Instructions to follow:
Find the line in the entries below that contains "T: Into<std::ffi::OsString> +". Repeat it exactly, and every line after it through the line that contains "pub mod sink;".

Available records:
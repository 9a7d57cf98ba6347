use crate::Result;
use crate::dataset::{Dataset, Record};

/// Computes one observation for an element; `Ok(None)` means no observation.
pub type ValueFn = fn(&Dataset, &Record) -> Result<Option<f64>>;

/// Computes the full observation list for a timeline entry.
pub type ValuesFn = fn(&Dataset, &Record) -> Result<Vec<f64>>;

/// How a KPI reads its observations.
#[derive(Debug, Clone, Copy)]
pub enum KpiKey {
    /// Read a named field from each element.
    Field(&'static str),

    /// Compute one observation per element, with access to the whole dataset.
    Function(ValueFn),

    /// Compute every observation for a timeline entry in one call, bypassing element resolution.
    Values(ValuesFn),
}

impl KpiKey {
    #[must_use]
    pub const fn returns_values(&self) -> bool {
        matches!(self, Self::Values(_))
    }
}
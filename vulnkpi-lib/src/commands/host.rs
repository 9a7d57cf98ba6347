use std::io::Write;

/// Abstract the host environment to enable testing
pub trait Host: Send + Sync {
    // where to send normal output (e.g., stdout)
    fn output(&mut self) -> impl Write;

    // where to send error output (e.g., stderr)
    fn error(&mut self) -> impl Write;

    /// Terminate the process (although in a test environment this might just set a flag and return).
    fn exit(&mut self, code: i32);
}

/// Test host that captures output to in-memory buffers
#[cfg(test)]
pub struct TestHost {
    pub output_buf: Vec<u8>,
    pub error_buf: Vec<u8>,
    pub exit_code: Option<i32>,
}

#[cfg(test)]
impl TestHost {
    pub const fn new() -> Self {
        Self {
            output_buf: Vec::new(),
            error_buf: Vec::new(),
            exit_code: None,
        }
    }

    pub fn output_str(&self) -> String {
        String::from_utf8_lossy(&self.output_buf).into_owned()
    }

    pub fn error_str(&self) -> String {
        String::from_utf8_lossy(&self.error_buf).into_owned()
    }
}

#[cfg(test)]
impl Host for TestHost {
    fn output(&mut self) -> impl Write {
        &mut self.output_buf
    }

    fn error(&mut self) -> impl Write {
        &mut self.error_buf
    }

    fn exit(&mut self, code: i32) {
        self.exit_code = Some(code);
    }
}
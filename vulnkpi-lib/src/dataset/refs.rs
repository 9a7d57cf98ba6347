use super::Record;
use crate::Result;
use ohno::app_err;
use serde_json::Value;

/// Release identifiers referenced by a timeline entry.
///
/// The `release` field may hold a single identifier or a list of them. Any other
/// shape, including a missing field, is an error for the whole entry.
pub fn release_refs(entry: &Record) -> Result<Vec<&str>> {
    normalize("release", entry.get("release"), false)
}

/// CVE identifiers referenced by a timeline entry.
///
/// A missing or null `cves` field means the entry has no CVEs.
pub fn cve_refs(entry: &Record) -> Result<Vec<&str>> {
    normalize("cves", entry.get("cves"), true)
}

fn normalize<'a>(field: &str, value: Option<&'a Value>, absent_is_empty: bool) -> Result<Vec<&'a str>> {
    match value {
        Some(Value::String(id)) => Ok(vec![id.as_str()]),
        Some(Value::Array(items)) => Ok(items
            .iter()
            .filter_map(|item| {
                let id = item.as_str();
                if id.is_none() {
                    log::warn!("ignoring non-string identifier {item} in '{field}'");
                }
                id
            })
            .collect()),
        None | Some(Value::Null) if absent_is_empty => Ok(Vec::new()),
        None => Err(app_err!("timeline entry has no '{field}' reference")),
        Some(other) => Err(app_err!("unexpected '{field}' reference type: {}", shape_name(other))),
    }
}

const fn shape_name(value: &Value) -> &'static str {
    match value {
        Value::Null => "null",
        Value::Bool(_) => "bool",
        Value::Number(_) => "number",
        Value::String(_) => "string",
        Value::Array(_) => "list",
        Value::Object(_) => "object",
    }
}
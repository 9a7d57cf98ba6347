use super::Host;
use super::common::{ColorMode, LogLevel, init_logging};
use super::config::Config;
use crate::Result;
use crate::dataset::Dataset;
use crate::kpis::KpiRegistry;
use crate::reports::{ConsoleOptions, KpiReport, generate_console, generate_csv, generate_json};
use crate::timeline::timeline_kpis;
use camino::{Utf8Path, Utf8PathBuf};
use clap::Parser;
use ohno::IntoAppError;
use std::fs;
use std::io::Write;

#[derive(Parser, Debug)]
pub struct ComputeArgs {
    /// Path to the JSON dataset file
    #[arg(value_name = "DATASET")]
    pub dataset: Utf8PathBuf,

    /// KPI to compute; repeat for several (default is the configured list)
    #[arg(long = "kpi", value_name = "NAME")]
    pub kpis: Vec<String>,

    /// Path to configuration file (default is `vulnkpi.toml`)
    #[arg(long, short = 'c', value_name = "PATH")]
    pub config: Option<Utf8PathBuf>,

    /// Control when to use colored output
    #[arg(long, value_name = "WHEN", default_value = "auto")]
    pub color: ColorMode,

    /// Set the logging level for diagnostic output
    #[arg(long, value_name = "LEVEL", default_value = "none")]
    pub log_level: LogLevel,

    /// Output KPI series to a CSV file
    #[arg(long, value_name = "PATH", help_heading = "Report Output")]
    pub csv: Option<Utf8PathBuf>,

    /// Output KPI series to a JSON file
    #[arg(long, value_name = "PATH", help_heading = "Report Output")]
    pub json: Option<Utf8PathBuf>,

    /// Output KPI series to the console. If omitted, console output is shown only when no other reports are generated.
    #[arg(long, help_heading = "Report Output")]
    pub console: bool,
}

/// Compute KPIs over a dataset file and write the requested reports
///
/// # Errors
///
/// Returns an error if the configuration or dataset cannot be loaded, or if a report cannot be written
pub fn compute<H: Host>(host: &mut H, args: &ComputeArgs) -> Result<()> {
    init_logging(args.log_level);

    let config = Config::load(Utf8Path::new("."), args.config.as_ref())?;
    let data = Dataset::load(&args.dataset)?;
    let registry = KpiRegistry::builtin();

    let names = config.kpi_names(&args.kpis, &registry);
    for name in &names {
        if registry.lookup(name).is_none() {
            let _ = writeln!(host.error(), "Ignoring unknown KPI '{name}'");
        }
    }

    log::info!(
        "computing {} KPI(s) over {} timeline entries from '{}'",
        names.len(),
        data.timeline.len(),
        args.dataset
    );
    let report = timeline_kpis(&data, &registry, names.iter().copied());

    write_reports(host, args, &config, &report)
}

fn write_reports<H: Host>(host: &mut H, args: &ComputeArgs, config: &Config, report: &KpiReport<'_>) -> Result<()> {
    let generating_reports = args.csv.is_some() || args.json.is_some();

    if args.console || !generating_reports {
        let options = ConsoleOptions {
            statistic: config.statistic,
            precision: config.precision,
            use_colors: args.color.use_colors(),
        };

        let mut console_output = String::new();
        generate_console(report, &options, &mut console_output)?;
        let _ = write!(host.output(), "{console_output}");
    }

    if let Some(filename) = &args.csv {
        let mut csv_output = String::new();
        generate_csv(report, config.precision, &mut csv_output)?;
        fs::write(filename, csv_output).into_app_err_with(|| format!("writing CSV report to '{filename}'"))?;
    }

    if let Some(filename) = &args.json {
        let mut json_output = String::new();
        generate_json(report, &mut json_output)?;
        fs::write(filename, json_output).into_app_err_with(|| format!("writing JSON report to '{filename}'"))?;
    }

    Ok(())
}
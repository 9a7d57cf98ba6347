//! Command dispatch logic for vulnkpi

use super::{ComputeArgs, InitArgs, ValidateArgs, compute, init_config, list_kpis, validate_config};
use crate::{Host, Result};
use clap::builder::Styles;
use clap::builder::styling::{AnsiColor, Effects};
use clap::{Parser, Subcommand};

const CLAP_STYLES: Styles = Styles::styled()
    .header(AnsiColor::Green.on_default().effects(Effects::BOLD))
    .usage(AnsiColor::Green.on_default().effects(Effects::BOLD))
    .literal(AnsiColor::Cyan.on_default().effects(Effects::BOLD))
    .placeholder(AnsiColor::Cyan.on_default());

#[derive(Parser, Debug)]
#[command(name = "vulnkpi", version, author, long_about = None)]
#[command(about = "Compute security and code-quality KPIs over a release timeline")]
#[command(styles = CLAP_STYLES)]
struct Cli {
    #[command(subcommand)]
    command: Command,
}

#[derive(Subcommand, Debug)]
enum Command {
    /// Compute KPIs over a dataset and generate reports
    Compute(Box<ComputeArgs>),
    /// List the available KPIs
    List,
    /// Generate a default configuration file
    Init(InitArgs),
    /// Validate a configuration file
    Validate(ValidateArgs),
}

/// Dispatch command-line arguments to the appropriate handler
///
/// This function parses the command-line arguments and executes the corresponding
/// subcommand. It's designed to be called from main.rs with the program arguments.
///
/// # Errors
///
/// Returns an error if command parsing fails or if the executed command fails
pub fn run<I, T, H>(host: &mut H, args: I) -> Result<()>
where
    I: IntoIterator<Item = T>,
    T: Into<std::ffi::OsString> + Clone,
    H: Host,
{
    match &Cli::parse_from(args).command {
        Command::Compute(compute_args) => compute(host, compute_args),
        Command::List => list_kpis(host),
        Command::Init(init_args) => init_config(host, init_args),
        Command::Validate(validate_args) => validate_config(host, validate_args),
    }
}
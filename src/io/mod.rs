// Purpose - audio outputs and persisted settings

#[cfg(feature = "rtrb")]
pub mod cpal_sink;
pub mod mixer;
pub mod offline;
pub mod settings;
pub mod sink;

#[cfg(feature = "rtrb")]
pub use cpal_sink::CpalSink;
pub use offline::OfflineSink;
pub use settings::{FileStore, MemoryStore, SettingsError, SettingsStore};
pub use sink::{AudioSink, ScheduledSource, SinkError, SinkState};
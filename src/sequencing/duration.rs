/// Musical note duration represented as a rational fraction of a whole note.
/// Step spacing is kept exact until the tempo turns it into seconds.
#[derive(Debug, Clone, Copy, PartialEq, Eq)]
pub struct Duration {
    /// Numerator: how many parts
    pub numerator: u32,
    /// Denominator: of what size (4 = quarter, 8 = eighth, etc.)
    pub denominator: u32,
}

impl Duration {
    pub const QUARTER: Duration = Duration {
        numerator: 1,
        denominator: 4,
    };
    pub const EIGHTH: Duration = Duration {
        numerator: 1,
        denominator: 8,
    };
    pub const SIXTEENTH: Duration = Duration {
        numerator: 1,
        denominator: 16,
    };

    pub const EIGHTH_TRIPLET: Duration = Duration::EIGHTH.triplet();

    /// Apply a dot: multiply duration by 3/2
    pub const fn dotted(self) -> Self {
        Duration {
            numerator: self.numerator * 3,
            denominator: self.denominator * 2,
        }
    }

    /// Three notes in the time of two
    pub const fn triplet(self) -> Self {
        Duration {
            numerator: self.numerator * 2,
            denominator: self.denominator * 3,
        }
    }

    /// Length in beats, where a beat is a quarter note.
    pub fn beats(&self) -> f64 {
        self.numerator as f64 * 4.0 / self.denominator as f64
    }

    /// Length in seconds at `bpm` quarter notes per minute.
    pub fn seconds_at(&self, bpm: f64) -> f64 {
        self.beats() * 60.0 / bpm
    }

    /// Parse a subdivision name as used on the command line.
    pub fn by_name(name: &str) -> Option<Self> {
        match name {
            "quarter" | "1/4" => Some(Self::QUARTER),
            "eighth" | "1/8" => Some(Self::EIGHTH),
            "sixteenth" | "1/16" => Some(Self::SIXTEENTH),
            "triplet" | "1/8t" => Some(Self::EIGHTH_TRIPLET),
            "dotted-eighth" | "1/8." => Some(Self::EIGHTH.dotted()),
            _ => None,
        }
    }
}
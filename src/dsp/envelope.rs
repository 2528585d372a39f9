use crate::MIN_TIME;

/*
Attack/Release Fades
====================

A Karplus-Strong buffer starts with a burst of full-scale noise on sample zero
and is cut off wherever the note duration ends. Both edges click. The fade
envelope rounds them off with two linear ramps applied in place.

  Level
    1.0 ┐   ╱‾‾‾‾‾‾‾‾‾‾‾‾‾‾‾‾‾‾‾╲
        │  ╱                     ╲
        │ ╱                       ╲
    0.0 └╱─────────────────────────╲──→ Time
        attack                  release
        (from the head)         (ending on the last sample)

Vocabulary
----------

  attack    Seconds to ramp 0 → 1 at the start of the buffer.
  release   Seconds to ramp 1 → 0 at the end of the buffer.

The Math
--------

    attack_samples  = attack  * sample_rate
    release_samples = release * sample_rate

    gain[i]             = i / attack_samples             (head)
    gain[len - 1 - j]   = j / release_samples            (tail)

Short Buffers
-------------

When attack + release is longer than the buffer, both ramps are scaled down by
the same factor so they meet in the middle. The shape stays symmetric to the
requested proportions and nothing is ever multiplied twice.
*/

#[derive(Debug, Clone, Copy, PartialEq)]
pub struct FadeEnvelope {
    attack: f32,
    release: f32,
}

impl FadeEnvelope {
    pub fn new(attack: f32, release: f32) -> Self {
        Self {
            attack: attack.max(MIN_TIME),
            release: release.max(MIN_TIME),
        }
    }

    pub fn attack(&self) -> f32 {
        self.attack
    }

    pub fn release(&self) -> f32 {
        self.release
    }

    /// Ramp lengths in samples for a buffer of `len` samples.
    fn ramp_samples(&self, len: usize, sample_rate: f32) -> (usize, usize) {
        let attack = (self.attack * sample_rate).round().max(1.0);
        let release = (self.release * sample_rate).round().max(1.0);
        let total = attack + release;

        if total <= len as f32 {
            return (attack as usize, release as usize);
        }

        let scale = len as f32 / total;
        let attack = (attack * scale).floor() as usize;
        (attack, len - attack)
    }

    /// Apply both fades to the buffer in place.
    pub fn apply(&self, buffer: &mut [f32], sample_rate: f32) {
        let len = buffer.len();
        if len == 0 {
            return;
        }

        let (attack, release) = self.ramp_samples(len, sample_rate);

        for (i, sample) in buffer[..attack].iter_mut().enumerate() {
            *sample *= i as f32 / attack as f32;
        }

        let tail = &mut buffer[len - release..];
        for (j, sample) in tail.iter_mut().rev().enumerate() {
            *sample *= j as f32 / release as f32;
        }
    }
}
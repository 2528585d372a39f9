/// Context passed to graph nodes during rendering
///
/// Contains information about what to render:
/// - sample_rate: Audio sample rate (e.g., 44100.0)
/// - frequency: Pitch of the note the node belongs to (Hz)
/// - velocity: Pluck strength (0.0-1.0)
/// - time: Engine clock time of the first sample in the block (seconds)
#[derive(Debug, Clone, Copy)]
pub struct RenderCtx {
    pub sample_rate: f32,
    pub frequency: f32,
    pub velocity: f32,
    pub time: f64,
}

impl RenderCtx {
    pub fn from_freq(sample_rate: f32, frequency: f32, velocity: f32) -> Self {
        Self {
            sample_rate,
            frequency,
            velocity,
            time: 0.0,
        }
    }

    pub fn at_time(self, time: f64) -> Self {
        Self { time, ..self }
    }
}

/// Core trait for audio processing graph nodes
///
/// Nodes process a block in place. Every node in a tone chain belongs to a
/// single note, so state (filter memory, shaper history) never leaks between
/// notes.
pub trait GraphNode: Send {
    fn render_block(&mut self, out: &mut [f32], ctx: &RenderCtx);

    /// Clear internal state so the node can process a new signal.
    ///
    /// Default implementation does nothing (stateless nodes).
    fn reset(&mut self) {
        // Default: do nothing
    }
}

/// Allow boxed graph nodes to be used as graph nodes (for dynamic dispatch)
impl GraphNode for Box<dyn GraphNode> {
    fn render_block(&mut self, out: &mut [f32], ctx: &RenderCtx) {
        (**self).render_block(out, ctx)
    }

    fn reset(&mut self) {
        (**self).reset()
    }
}
pub mod dsp;
pub mod engine; // Playback context, guard and timed tasks
pub mod graph; // Per-note tone chain nodes
pub mod io; // Audio sinks and settings persistence
pub mod sequencing; // Strum and arpeggio timing
pub mod synth; // Tuning, presets and note realization

pub use engine::{Engine, EngineConfig, EngineError, Playback};

pub const MAX_BLOCK_SIZE: usize = 2048;
pub const DEFAULT_SAMPLE_RATE: f32 = 44_100.0;
pub(crate) const MIN_TIME: f32 = 1.0 / 48_000.0;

Exercise solution:
    T: Into<std::ffi::OsString> + Clone,
    H: Host,
{
    match &Cli::parse_from(args).command {
        Command::Compute(compute_args) => compute(host, compute_args),
        Command::List => list_kpis(host),
        Command::Init(init_args) => init_config(host, init_args),
        Command::Validate(validate_args) => validate_config(host, validate_args),
    }
}
filename src/io/mod.rs
// Purpose - audio outputs and persisted settings

#[cfg(feature = "rtrb")]
pub mod cpal_sink;
pub mod mixer;
pub mod offline;
pub mod settings;
pub mod sink;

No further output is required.